Your reply should be the full listing, copied exactly.
-- Records for this task follows --
// SPDX-License-Identifier: BUSL-1.1
// Copyright (c) 2026 Alfred Jean LLC

//! Security audit trail
//!
//! Subscribes to a fixed set of security-relevant topics and writes
//! sanitized, immutable rows. A periodic pruner enforces retention.

use crate::bus::{EventBus, SubscriptionHandle};
use crate::config::RetentionConfig;
use aether_core::{sanitize_json, AuditEntry, Clock, Event};
use aether_store::StateStore;
use sha2::{Digest, Sha256};
use std::sync::Arc;
use tokio_util::sync::CancellationToken;
use tracing::warn;

/// Topics that always land in the audit log.
pub const AUDIT_TOPICS: &[&str] = &[
    "process.spawned",
    "process.exit",
    "user.*",
    "policy.*",
    "webhook.created",
    "webhook.deleted",
    "cron.created",
    "cron.deleted",
    "trigger.created",
    "trigger.deleted",
];

pub struct AuditLogger<C: Clock> {
    store: Arc<StateStore>,
    clock: C,
}

impl<C: Clock> AuditLogger<C> {
    pub fn new(store: Arc<StateStore>, clock: C) -> Self {
        Self { store, clock }
    }

    /// Subscribe to the fixed topic set. The returned handles keep the
    /// subscriptions alive.
    pub fn attach(self: Arc<Self>, bus: &EventBus) -> Vec<SubscriptionHandle> {
        AUDIT_TOPICS
            .iter()
            .map(|pattern| {
                let logger = Arc::clone(&self);
                bus.subscribe(*pattern, move |event| logger.record(event))
            })
            .collect()
    }

    /// Write one audit row for an observed event.
    pub fn record(&self, event: &Event) {
        let raw = match serde_json::to_value(event) {
            Ok(value) => value,
            Err(e) => {
                warn!(error = %e, "unserializable audit event");
                return;
            }
        };
        let sanitized = sanitize_json(&raw);

        let entry = AuditEntry {
            id: 0,
            timestamp: self.clock.epoch_ms(),
            event_type: event.topic().to_string(),
            actor_pid: event.pid(),
            actor_uid: event.owner().cloned(),
            action: event.topic().to_string(),
            target: target_of(event),
            args_sanitized: Some(sanitized.clone()),
            result_hash: Some(content_hash(&sanitized)),
            metadata: None,
        };

        if let Err(e) = self.store.append_audit(&entry) {
            warn!(topic = event.topic(), error = %e, "audit write failed");
        }
    }

    /// Write an audit row for a client command (register, policy edits
    /// and the like). Arguments are sanitized before insertion.
    pub fn record_command(
        &self,
        actor_uid: Option<&aether_core::Uid>,
        action: &str,
        target: Option<String>,
        args: &serde_json::Value,
    ) {
        let entry = AuditEntry {
            id: 0,
            timestamp: self.clock.epoch_ms(),
            event_type: "command".to_string(),
            actor_pid: None,
            actor_uid: actor_uid.cloned(),
            action: action.to_string(),
            target,
            args_sanitized: Some(sanitize_json(args)),
            result_hash: None,
            metadata: None,
        };
        if let Err(e) = self.store.append_audit(&entry) {
            warn!(action, error = %e, "audit write failed");
        }
    }

    /// Periodic retention pruner.
    pub fn spawn_pruner(
        self: Arc<Self>,
        config: RetentionConfig,
        cancel: CancellationToken,
    ) -> tokio::task::JoinHandle<()> {
        tokio::spawn(async move {
            let mut tick = tokio::time::interval(config.prune_interval);
            tick.set_missed_tick_behavior(tokio::time::MissedTickBehavior::Delay);
            loop {
                tokio::select! {
                    _ = cancel.cancelled() => break,
                    _ = tick.tick() => {
                        let now = self.clock.epoch_ms();
                        let audit_cutoff = now.saturating_sub(config.audit.as_millis() as u64);
                        if let Err(e) = self.store.prune_audit_before(audit_cutoff) {
                            warn!(error = %e, "audit prune failed");
                        }
                        let metric_cutoff = now.saturating_sub(config.metrics.as_millis() as u64);
                        if let Err(e) = self.store.prune_metrics_before(metric_cutoff) {
                            warn!(error = %e, "metric prune failed");
                        }
                        if let Err(e) = self.store.expire_memories(now) {
                            warn!(error = %e, "memory expiry failed");
                        }
                    }
                }
            }
        })
    }
}

fn target_of(event: &Event) -> Option<String> {
    match event {
        Event::ProcessSpawned { pid, .. } | Event::ProcessExit { pid, .. } => {
            Some(pid.to_string())
        }
        Event::UserRegistered { uid, .. }
        | Event::UserLogin { uid, .. }
        | Event::UserDeleted { uid } => Some(uid.to_string()),
        Event::UserLoginFailed { username, .. } => Some(username.clone()),
        Event::PolicyCreated { id, .. } | Event::PolicyDeleted { id } => Some(id.to_string()),
        Event::WebhookCreated { id } | Event::WebhookDeleted { id } => Some(id.to_string()),
        Event::CronCreated { id, .. } | Event::CronDeleted { id } => Some(id.to_string()),
        Event::TriggerCreated { id, .. } | Event::TriggerDeleted { id } => Some(id.to_string()),
        _ => None,
    }
}

fn content_hash(value: &serde_json::Value) -> String {
    let digest = Sha256::digest(value.to_string().as_bytes());
    format!("{digest:x}")
}

#[cfg(test)]
#[path = "audit_tests.rs"]
mod tests;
-- Records for this task concluded --
- Answer box
// SPDX-License-Identifier: BUSL-1.1
// Copyright (c) 2026 Alfred Jean LLC

//! Security audit trail
//!
//! Subscribes to a fixed set of security-relevant topics and writes
//! sanitized, immutable rows. A periodic pruner enforces retention.

use crate::bus::{EventBus, SubscriptionHandle};
use crate::config::RetentionConfig;
use aether_core::{sanitize_json, AuditEntry, Clock, Event};
use aether_store::StateStore;
use sha2::{Digest, Sha256};
use std::sync::Arc;
use tokio_util::sync::CancellationToken;
use tracing::warn;

/// Topics that always land in the audit log.
pub const AUDIT_TOPICS: &[&str] = &[
    "process.spawned",
    "process.exit",
    "user.*",
    "policy.*",
    "webhook.created",
    "webhook.deleted",
    "cron.created",
    "cron.deleted",
    "trigger.created",
    "trigger.deleted",
];

pub struct AuditLogger<C: Clock> {
    store: Arc<StateStore>,
    clock: C,
}

impl<C: Clock> AuditLogger<C> {
    pub fn new(store: Arc<StateStore>, clock: C) -> Self {
        Self { store, clock }
    }

    /// Subscribe to the fixed topic set. The returned handles keep the
    /// subscriptions alive.
    pub fn attach(self: Arc<Self>, bus: &EventBus) -> Vec<SubscriptionHandle> {
        AUDIT_TOPICS
            .iter()
            .map(|pattern| {
                let logger = Arc::clone(&self);
                bus.subscribe(*pattern, move |event| logger.record(event))
            })
            .collect()
    }

    /// Write one audit row for an observed event.
    pub fn record(&self, event: &Event) {
        let raw = match serde_json::to_value(event) {
            Ok(value) => value,
            Err(e) => {
                warn!(error = %e, "unserializable audit event");
                return;
            }
        };
        let sanitized = sanitize_json(&raw);

        let entry = AuditEntry {
            id: 0,
            timestamp: self.clock.epoch_ms(),
            event_type: event.topic().to_string(),
            actor_pid: event.pid(),
            actor_uid: event.owner().cloned(),
            action: event.topic().to_string(),
            target: target_of(event),
            args_sanitized: Some(sanitized.clone()),
            result_hash: Some(content_hash(&sanitized)),
            metadata: None,
        };

        if let Err(e) = self.store.append_audit(&entry) {
            warn!(topic = event.topic(), error = %e, "audit write failed");
        }
    }

    /// Write an audit row for a client command (register, policy edits
    /// and the like). Arguments are sanitized before insertion.
    pub fn record_command(
        &self,
        actor_uid: Option<&aether_core::Uid>,
        action: &str,
        target: Option<String>,
        args: &serde_json::Value,
    ) {
        let entry = AuditEntry {
            id: 0,
            timestamp: self.clock.epoch_ms(),
            event_type: "command".to_string(),
            actor_pid: None,
            actor_uid: actor_uid.cloned(),
            action: action.to_string(),
            target,
            args_sanitized: Some(sanitize_json(args)),
            result_hash: None,
            metadata: None,
        };
        if let Err(e) = self.store.append_audit(&entry) {
            warn!(action, error = %e, "audit write failed");
        }
    }

    /// Periodic retention pruner.
    pub fn spawn_pruner(
        self: Arc<Self>,
        config: RetentionConfig,
        cancel: CancellationToken,
    ) -> tokio::task::JoinHandle<()> {
        tokio::spawn(async move {
            let mut tick = tokio::time::interval(config.prune_interval);
            tick.set_missed_tick_behavior(tokio::time::MissedTickBehavior::Delay);
            loop {
                tokio::select! {
                    _ = cancel.cancelled() => break,
                    _ = tick.tick() => {
                        let now = self.clock.epoch_ms();
                        let audit_cutoff = now.saturating_sub(config.audit.as_millis() as u64);
                        if let Err(e) = self.store.prune_audit_before(audit_cutoff) {
                            warn!(error = %e, "audit prune failed");
                        }
                        let metric_cutoff = now.saturating_sub(config.metrics.as_millis() as u64);
                        if let Err(e) = self.store.prune_metrics_before(metric_cutoff) {
                            warn!(error = %e, "metric prune failed");
                        }
                        if let Err(e) = self.store.expire_memories(now) {
                            warn!(error = %e, "memory expiry failed");
                        }
                    }
                }
            }
        })
    }
}

fn target_of(event: &Event) -> Option<String> {
    match event {
        Event::ProcessSpawned { pid, .. } | Event::ProcessExit { pid, .. } => {
            Some(pid.to_string())
        }
        Event::UserRegistered { uid, .. }
        | Event::UserLogin { uid, .. }
        | Event::UserDeleted { uid } => Some(uid.to_string()),
        Event::UserLoginFailed { username, .. } => Some(username.clone()),
        Event::PolicyCreated { id, .. } | Event::PolicyDeleted { id } => Some(id.to_string()),
        Event::WebhookCreated { id } | Event::WebhookDeleted { id } => Some(id.to_string()),
        Event::CronCreated { id, .. } | Event::CronDeleted { id } => Some(id.to_string()),
        Event::TriggerCreated { id, .. } | Event::TriggerDeleted { id } => Some(id.to_string()),
        _ => None,
    }
}

fn content_hash(value: &serde_json::Value) -> String {
    let digest = Sha256::digest(value.to_string().as_bytes());
    format!("{digest:x}")
}

#[cfg(test)]
#[path = "audit_tests.rs"]
mod tests;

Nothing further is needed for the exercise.